Seeing her, he found himself before one of the pictures of his imaginary future family life.

‘You’re just like a mother hen, Darya Alexandrovna.’

‘Ah, I’m so glad!’ she said, giving him her hand.

‘Glad, but you didn’t even let me know. My brother’s staying with me. I got a note from Stiva saying that you were here.’

‘From Stiva?’ Darya Alexandrovna asked in surprise.

‘Yes. He wrote that you’d moved, and he thought you might allow me to help you in some way,’ Levin said and, having said it, suddenly became embarrassed, fell silent and went on walking beside the break, plucking linden shoots and biting them in two. He was embarrassed by the realization that it might be unpleasant for Darya Alexandrovna to be helped by an outsider in something that should have been done by her husband. Darya Alexandrovna indeed disliked this way Stepan Arkadyich had of foisting his family affairs on others. And she knew at once that Levin understood it. It was for this subtle understanding, for this delicacy, that Darya Alexandrovna loved him.

‘I understood, of course,’ said Levin, ‘that it only meant you wanted to see me, and I’m very glad of it. Of course, I can imagine that you, the mistress of a town house, may find it wild here, and if there’s any need, I’m entirely at your service.’
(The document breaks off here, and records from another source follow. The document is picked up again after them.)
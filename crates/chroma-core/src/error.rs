use std::fmt;

/// Invalid engine configuration. Always raised before any state is touched.
#[derive(Clone, Debug, PartialEq)]
pub enum ConfigError {
    InvalidDepth(f64),
    EmptyResolutions,
    InvalidResolution(usize),
    InvalidIterationCap(usize),
    InvalidTolerance(f64),
    InvalidRadius(f64),
    InvalidThreshold { name: &'static str, value: f64 },
    NonChronological { previous: i64, next: i64 },
    QuantizerMismatch { stored_version: u32, stored_depth: f64, depth: f64 },
}

impl fmt::Display for ConfigError {
    fn fmt(&self, f: &mut fmt::Formatter<'_>) -> fmt::Result {
        match self {
            ConfigError::InvalidDepth(d) => write!(f, "color depth must be in (0, 8], got {d}"),
            ConfigError::EmptyResolutions => {
                write!(f, "at least one clustering resolution is required")
            }
            ConfigError::InvalidResolution(k) => {
                write!(f, "clustering resolution must be >= 1, got {k}")
            }
            ConfigError::InvalidIterationCap(n) => write!(f, "iteration cap must be >= 1, got {n}"),
            ConfigError::InvalidTolerance(t) => {
                write!(f, "convergence tolerance must be finite and >= 0, got {t}")
            }
            ConfigError::InvalidRadius(r) => {
                write!(f, "projection radius must be finite and > 0, got {r}")
            }
            ConfigError::InvalidThreshold { name, value } => {
                write!(f, "{name} must be finite, got {value}")
            }
            ConfigError::NonChronological { previous, next } => {
                write!(f, "epoch {next} does not come after epoch {previous}")
            }
            ConfigError::QuantizerMismatch {
                stored_version,
                stored_depth,
                depth,
            } => write!(
                f,
                "timeline was quantized with v{stored_version} at depth {stored_depth}, \
                 cannot continue at v{} depth {depth}",
                crate::constants::QUANTIZER_VERSION
            ),
        }
    }
}

impl std::error::Error for ConfigError {}

/// A single malformed color. Rejected on its own; the batch carries on.
#[derive(Clone, Debug, PartialEq, Eq)]
pub enum ColorError {
    ChannelOutOfRange { channel: char, value: i64 },
    KeyOutOfRange(i64),
    /// Neither a three-integer triplet nor a packed integer; holds the raw JSON.
    Malformed(String),
}

impl fmt::Display for ColorError {
    fn fmt(&self, f: &mut fmt::Formatter<'_>) -> fmt::Result {
        match self {
            ColorError::ChannelOutOfRange { channel, value } => {
                write!(f, "channel {channel} out of range [0, 255]: {value}")
            }
            ColorError::KeyOutOfRange(v) => {
                write!(f, "color key out of range [0, 0xFFFFFF]: {v}")
            }
            ColorError::Malformed(raw) => write!(f, "malformed color: {raw}"),
        }
    }
}

impl std::error::Error for ColorError {}

/// Malformed input or artifact JSON.
#[derive(Debug)]
pub enum WireError {
    Json(serde_json::Error),
    Config(ConfigError),
}

impl fmt::Display for WireError {
    fn fmt(&self, f: &mut fmt::Formatter<'_>) -> fmt::Result {
        match self {
            WireError::Json(e) => write!(f, "invalid JSON: {e}"),
            WireError::Config(e) => write!(f, "{e}"),
        }
    }
}

impl std::error::Error for WireError {}

impl From<serde_json::Error> for WireError {
    fn from(e: serde_json::Error) -> Self {
        WireError::Json(e)
    }
}

impl From<ConfigError> for WireError {
    fn from(e: ConfigError) -> Self {
        WireError::Config(e)
    }
}
//! The fetch coordinator: accepts fetch requests, runs each on its own
//! background task, mutates the cache store on completion and notifies the
//! listener.
//!
//! Concurrency shape: one short-lived `tokio::spawn` task per fetch.  The
//! only coordinator-owned mutable state is [`Flags`], behind a single mutex
//! that is never held across an await; everything else lives in the store.

use std::collections::HashSet;
use std::sync::Arc;
use std::time::Duration;

use chrono::Utc;
use tokio::sync::Mutex;
use tracing::{debug, info, warn};

use crate::client::ApiClient;
use crate::event::{EventSender, GuideEvent};
use crate::model::{group_by_category, Channel};
use crate::refresh::RefreshScheduler;
use crate::schedule;
use crate::store::CacheStore;

/// Result of asking the coordinator to start a fetch.
#[derive(Debug, Clone, Copy, PartialEq, Eq)]
pub enum RequestOutcome {
    /// A background task was spawned.
    Started,
    /// An equivalent fetch is already in flight; nothing was spawned.
    /// Callers are expected to surface this rather than queue a duplicate.
    Busy,
}

/// One unit of background work.  Created by the public entry points,
/// consumed by exactly one spawned task, never retried automatically.
#[derive(Debug, Clone)]
enum FetchRequest {
    Catalogue,
    Schedule(Channel),
}

/// What the explicit update action should do, given the two sticky bits.
#[derive(Debug, Clone, Copy, PartialEq, Eq)]
enum UpdateAction {
    FetchCatalogue,
    RefreshSchedules,
}

/// The update rule from the reference behavior, made explicit: a connection
/// failure (or a still-empty store) makes the next update retry the
/// catalogue fetch; otherwise update means "refresh what is cached".
fn decide_update(catalogue_unreachable: bool, catalogue_missing: bool) -> UpdateAction {
    if catalogue_unreachable || catalogue_missing {
        UpdateAction::FetchCatalogue
    } else {
        UpdateAction::RefreshSchedules
    }
}

/// Coordinator-shared mutable state.
#[derive(Debug, Default)]
struct Flags {
    /// True while the catalogue fetch task is outstanding.
    catalogue_in_flight: bool,
    /// Sticky: set when a fetch failed because the host was unreachable,
    /// consumed by the next explicit update.
    catalogue_unreachable: bool,
    /// Channel ids with an outstanding schedule fetch.  Guarantees at most
    /// one fetch per channel; a duplicate request is rejected as busy.
    schedules_in_flight: HashSet<String>,
}

pub struct Coordinator {
    client: ApiClient,
    store: Arc<CacheStore>,
    events: EventSender,
    flags: Mutex<Flags>,
    refresh: RefreshScheduler,
}

impl Coordinator {
    pub fn new(
        client: ApiClient,
        store: Arc<CacheStore>,
        events: EventSender,
        refresh_interval: Duration,
    ) -> Arc<Self> {
        Arc::new(Self {
            client,
            store,
            events,
            flags: Mutex::new(Flags::default()),
            refresh: RefreshScheduler::new(refresh_interval),
        })
    }

    pub fn store(&self) -> Arc<CacheStore> {
        Arc::clone(&self.store)
    }

    pub async fn is_schedule_cached(&self, channel_id: &str) -> bool {
        self.store.is_schedule_cached(channel_id).await
    }

    /// True while the full catalogue fetch is outstanding.
    pub async fn catalogue_fetch_in_flight(&self) -> bool {
        self.flags.lock().await.catalogue_in_flight
    }

    /// Start the full catalogue fetch.  Busy while another catalogue fetch
    /// is in flight — a caller-visible no-op, nothing is queued.
    pub async fn request_catalogue(self: &Arc<Self>) -> RequestOutcome {
        {
            let mut flags = self.flags.lock().await;
            if flags.catalogue_in_flight {
                debug!("catalogue fetch already in flight");
                return RequestOutcome::Busy;
            }
            flags.catalogue_in_flight = true;
        }
        self.dispatch(FetchRequest::Catalogue);
        RequestOutcome::Started
    }

    /// Start a schedule fetch for one channel.  At most one fetch per
    /// channel may be outstanding; a duplicate request is rejected as busy.
    pub async fn request_schedule(self: &Arc<Self>, channel: &Channel) -> RequestOutcome {
        {
            let mut flags = self.flags.lock().await;
            if !flags.schedules_in_flight.insert(channel.id.clone()) {
                debug!(channel = %channel.id, "schedule fetch already in flight");
                return RequestOutcome::Busy;
            }
        }
        self.dispatch(FetchRequest::Schedule(channel.clone()));
        RequestOutcome::Started
    }

    /// Re-fetch the schedule of every channel that currently has one cached,
    /// each on its own background task, then re-arm the refresh timer.
    /// A failure stays local to its channel; the rest of the sweep proceeds.
    pub async fn request_refresh_all(self: &Arc<Self>) {
        let cached = self.store.cached_channels().await;
        info!(channels = cached.len(), "refreshing cached schedules");
        for channel in &cached {
            let _ = self.request_schedule(channel).await;
        }
        self.arm_refresh().await;
    }

    /// The explicit user "update" action.  Busy while the catalogue fetch is
    /// in flight.  Consumes the sticky unreachable flag: after a connection
    /// failure (or with a still-empty store) the catalogue fetch is retried
    /// instead of a plain schedule sweep.
    pub async fn request_update(self: &Arc<Self>) -> RequestOutcome {
        let catalogue_missing = self.store.is_empty().await;
        let action = {
            let mut flags = self.flags.lock().await;
            if flags.catalogue_in_flight {
                debug!("update rejected: catalogue fetch in flight");
                return RequestOutcome::Busy;
            }
            let unreachable = std::mem::take(&mut flags.catalogue_unreachable);
            decide_update(unreachable, catalogue_missing)
        };
        match action {
            UpdateAction::FetchCatalogue => self.request_catalogue().await,
            UpdateAction::RefreshSchedules => {
                self.request_refresh_all().await;
                RequestOutcome::Started
            }
        }
    }

    /// (Re)arm the one-shot refresh timer; a previously pending timer is
    /// replaced, never stacked.  The collaborator arms it once at startup;
    /// after that every sweep re-arms it.
    pub async fn arm_refresh(self: &Arc<Self>) {
        self.refresh.arm(Arc::downgrade(self)).await;
    }

    /// Whether a refresh timer is currently pending.
    pub async fn refresh_armed(&self) -> bool {
        self.refresh.is_armed().await
    }

    /// Cancel the pending refresh timer, if any.
    pub async fn disarm_refresh(&self) {
        self.refresh.disarm().await;
    }

    pub(crate) fn on_refresh_fired(
        self: Arc<Self>,
    ) -> std::pin::Pin<Box<dyn std::future::Future<Output = ()> + Send>> {
        Box::pin(async move {
            debug!("refresh timer fired");
            self.refresh.fired().await;
            self.request_refresh_all().await;
        })
    }

    fn dispatch(self: &Arc<Self>, request: FetchRequest) {
        let this = Arc::clone(self);
        tokio::spawn(async move {
            match request {
                FetchRequest::Catalogue => this.run_catalogue_fetch().await,
                FetchRequest::Schedule(channel) => this.run_schedule_fetch(channel).await,
            }
        });
    }

    async fn run_catalogue_fetch(self: Arc<Self>) {
        info!("fetching channel catalogue");
        let result = self.client.fetch_channels().await;

        // Flags are settled before any notification goes out, so a listener
        // reacting to the event sees the coordinator idle again.
        {
            let mut flags = self.flags.lock().await;
            flags.catalogue_in_flight = false;
            if let Err(err) = &result {
                if err.is_unreachable() {
                    flags.catalogue_unreachable = true;
                }
            }
        }

        match result {
            Ok(channels) => {
                let catalogue = group_by_category(channels);
                info!(
                    categories = catalogue.len(),
                    channels = catalogue.values().map(|c| c.len()).sum::<usize>(),
                    "catalogue updated"
                );
                self.store.replace_catalogue(catalogue.clone()).await;
                self.emit(GuideEvent::CatalogueReady(catalogue)).await;
            }
            Err(err) => {
                warn!("catalogue fetch failed: {err}");
                self.emit(GuideEvent::Error(err.user_message())).await;
            }
        }
    }

    async fn run_schedule_fetch(self: Arc<Self>, channel: Channel) {
        info!(channel = %channel.name, "fetching schedule");
        let result = schedule::build_schedule(&self.client, &channel.id, Utc::now()).await;

        {
            let mut flags = self.flags.lock().await;
            flags.schedules_in_flight.remove(&channel.id);
            if let Err(err) = &result {
                if err.is_unreachable() {
                    flags.catalogue_unreachable = true;
                }
            }
        }

        match result {
            Ok(broadcasts) => {
                if self.store.set_schedule(&channel.id, broadcasts).await {
                    self.emit(GuideEvent::ScheduleReady(channel.id)).await;
                } else {
                    // the catalogue was swapped while the fetch was in flight
                    warn!(channel = %channel.id, "channel no longer in catalogue, schedule dropped");
                    self.emit(GuideEvent::Error(format!(
                        "could not update channel {}",
                        channel.name
                    )))
                    .await;
                }
            }
            Err(err) => {
                warn!(channel = %channel.id, "schedule fetch failed: {err}");
                self.emit(GuideEvent::Error(err.user_message())).await;
            }
        }
    }

    /// Deliver a notification.  A vanished listener only means nobody is
    /// watching any more; the fetch itself already completed.
    async fn emit(&self, event: GuideEvent) {
        if self.events.send(event).await.is_err() {
            debug!("event listener dropped, notification discarded");
        }
    }
}

#[cfg(test)]
mod tests {
    use super::*;

    #[test]
    fn update_retries_catalogue_after_unreachable() {
        assert_eq!(decide_update(true, false), UpdateAction::FetchCatalogue);
    }

    #[test]
    fn update_fetches_catalogue_when_store_is_empty() {
        assert_eq!(decide_update(false, true), UpdateAction::FetchCatalogue);
        assert_eq!(decide_update(true, true), UpdateAction::FetchCatalogue);
    }

    #[test]
    fn update_refreshes_schedules_in_the_steady_state() {
        assert_eq!(decide_update(false, false), UpdateAction::RefreshSchedules);
    }
}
‘Oh, no!’ said Dolly. ‘At first it was uncomfortable, but now everything’s settled beautifully, thanks to my old nanny,’ she said, pointing to Matryona Filimonovna, who, realizing that they were talking about her, smiled gaily and amiably to Levin. She knew him, knew that he was a good match for the young lady, and wished things would work out.

‘Get in, please, we’ll squeeze over,’ she said to him.

‘No, I’ll walk. Children, who wants to race the horses with me?’

The children scarcely knew Levin, did not remember when they had last seen him, but did not show that strange feeling of shyness and aversion towards him that children so often feel for shamming adults, for which they are so often painfully punished. Shamming in anything at all can deceive the most intelligent, perceptive person; but the most limited child will recognize it and feel aversion, no matter how artfully it is concealed. Whatever Levin’s shortcomings were, there was no hint of sham in him, and therefore the children showed him the same friendliness they found in their mother’s face. At his invitation the two older ones at once jumped down and ran with him as simply as they would have run with the nanny, with Miss Hull, or with their mother. Lily also started asking to go with him, and her mother handed her down to him; he put her on his shoulders and ran with her.

‘Don’t be afraid, don’t be afraid, Darya Alexandrovna!’ he said, smiling gaily to the mother. ‘There’s no chance I’ll hurt her or drop her.’

And seeing his deft, strong, cautiously mindful and all-too-tense movements, the mother calmed down and smiled gaily and approvingly as she watched him.